Адъютант вышел; Морильо смотрел ему в хлипкую, чуть горбатую спину, сознательно и нарочно сжимая зубы; челюсть слегка дрожала.

В те же дни тюрьмы славного города Боготы переполнились патриотами. Новоприбывших запирали в монастыри. Тут-то и был расстрелян позорными пулями в спину эквадорский генерал Монтуфар, обезглавлен ученый Франсиско Хосе Кальдас, известный всем академиям, лабораториям и салонам великого Просвещения. За Кальдаса, друга Бонплана и Гумбольдта, было прошение. «Испания не нуждается в мудрецах», — ответствовал маршал Морильо. Вместе с доблестным Монтуфаром были убиты еще многие; трупы были повешены, затем четвертованы, и все это выброшено на попрание пьяным и хмурым солдатам.

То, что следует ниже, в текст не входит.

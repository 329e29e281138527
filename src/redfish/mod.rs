pub mod client;
pub mod error;
pub mod types;

pub use client::{Credentials, Management, RedfishClient};
pub use error::RedfishError;
pub use types::{
    BootMode, BootOrder, InvalidBootOrder, JobId, JobRecord, PowerState, ResetType,
};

Всякий, кто мог читать и писать, подозревался в преступных действиях против короны; ему угрожала казнь. Стараясь не думать о льянос и обо всем прочем, Морильо с особым пылом обрушил кары на «докторов, которые всегда — зачинщики смуты». Это, как и обычно, было проще всего, но это не успокаивало. Он обнаружил, что засыпает ночами все хуже; днем хочется спать, стоит лечь — и в башке хрустальная, жаркая ясность, мелькание воспаленных мыслей, стремление их забыть или, наоборот, запомнить, утомление — и бредовый сон с погонями, кровью, мясом, пропастью и канатами, и гриппозное пробуждение, и надрывное желание вспомнить важные мысли, забытые перед сном, и воспоминание — и проклятья по поводу этих жалких, бессмысленных, вовсе ненужных мыслей, которые ночью казались важными.

И безмозглый баск-адъютант — и его пустой, раздражающий голос:

— Плохие известия, ваше сиятельство. В Венесуэле волнения. Прикажете выступать? Какой гарнизон оставим в Новый Гранаде? Созвать офицеров?

— Стойте. Оденусь.

«Скажите, „какой гарнизон“! У меня не сто миллионов солдат. Ну, погодите. Здесь не Париж».

3

Боливар пребывал в бездействии на Ямайке.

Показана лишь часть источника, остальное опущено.